Back in 1997, I went to see Titanic. I wasn’t expecting much…I mean, I already knew how it would end, right? Well, it wound up being a film that sat with me for days, maybe even weeks. Now, at that time I was a 19-year-old kid that watched slasher movies and Mallrats on repeat. I wasn’t really used to thinking too critically about how a film’s world could reflect, mirror, speak to or in some way affect my own reality. Titanic, though, it fucked me up. A weird existential crisis kinda followed that film for me. I haven’t seen it since that one time in the theater, but it’s an experience that I will always carry.
Other movies have elicited similar responses over the years. The Sacrament, for example, infected my brain for a good week after I watched it.

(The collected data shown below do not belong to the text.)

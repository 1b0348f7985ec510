use colored::Colorize;
use log::LevelFilter;

/// Route `log` output to stdout, coloured by level.
///
/// `verbosity` is the number of `-v` flags; `ONTONIM_LOG` wins when set.
pub fn init_logging(verbosity: u8) -> Result<(), fern::InitError> {
    let level = std::env::var("ONTONIM_LOG")
        .ok()
        .and_then(|value| parse_level(&value))
        .unwrap_or_else(|| level_for_verbosity(verbosity));

    fern::Dispatch::new()
        .format(|out, message, record| {
            let line = message.to_string();
            match record.level() {
                log::Level::Error => out.finish(format_args!("{}", line.red())),
                log::Level::Warn => out.finish(format_args!("{}", line.yellow())),
                log::Level::Info => out.finish(format_args!("{}", line.green())),
                level => out.finish(format_args!(
                    "{}",
                    format!("[{} {}] {}", level, record.target(), line).dimmed()
                )),
            }
        })
        .level(level)
        .chain(std::io::stdout())
        .apply()?;
    Ok(())
}

fn level_for_verbosity(verbosity: u8) -> LevelFilter {
    match verbosity {
        0 => LevelFilter::Info,
        1 => LevelFilter::Debug,
        _ => LevelFilter::Trace,
    }
}

fn parse_level(value: &str) -> Option<LevelFilter> {
    value.trim().parse().ok()
}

On the other end of the spectrum, though, comes a movie like Kong: Skull Island. Where The Sacrament forced me to revel in the reviled for longer than I had planned to and Titanic upended my existence, Kong is so…happy, in ways. It’s a film that forces me, or rather inspires me to change the lens through which I view life and my various roles in it. To consider family, friends, relationships. History, the future, the planet, wars, victories, losses, how microscopic humanity is in comparison but how huge everything is, can be and should be. That all sounds to me like a ton of self-help book bullshit, but it’s the flood of emotions I felt while watching Kong in the theater.
***Caution: Maybe spoilery stuff below!***
Many aspects of the film have been swimming around in my head the past few days, though chief among them is the film’s historical context and how it informs certain character’s decisions. Set on the heels of the Vietnam War, the military portion of our crew is set to go home after a long, uncertain fight. Samuel L. Jackson’s Col. Packard is introduced to us looking solemnly over a box of medals, wondering aloud what all of these were even for. It’s clear the outcome of the war is hitting him pretty hard. It’s from that personal crisis that his glee over one last mission is born when he gets the call about the excursion to Skull Island. One final mission before his tour is over. Speaking about the outcome of the war, he later quips, “We didn’t lose the war; we abandoned it.” Who knows how many years he spent in the trenches fighting a nebulous war that most people did not support against a vague enemy? It’s pretty easy to see why he sees such a black-and-white adversary in Kong. It’s things like this that just add layer upon layer to the film and its characters’ motivations.
***End spoilery stuff!***
It should be noted, for context, I’m not any kind of Kong-ophile (though I plan to change this very, very soon). Skull Island is the first King Kong movie I’ve watched in full, for sure. Outside of the classic, ingrained-in-our-brains scenes from the 1933 film, I don’t know a ton. My primary exposure to the King was the Crestwood book in my elementary school library (pictured below).
So, if you haven’t yet, go see the fucking movie!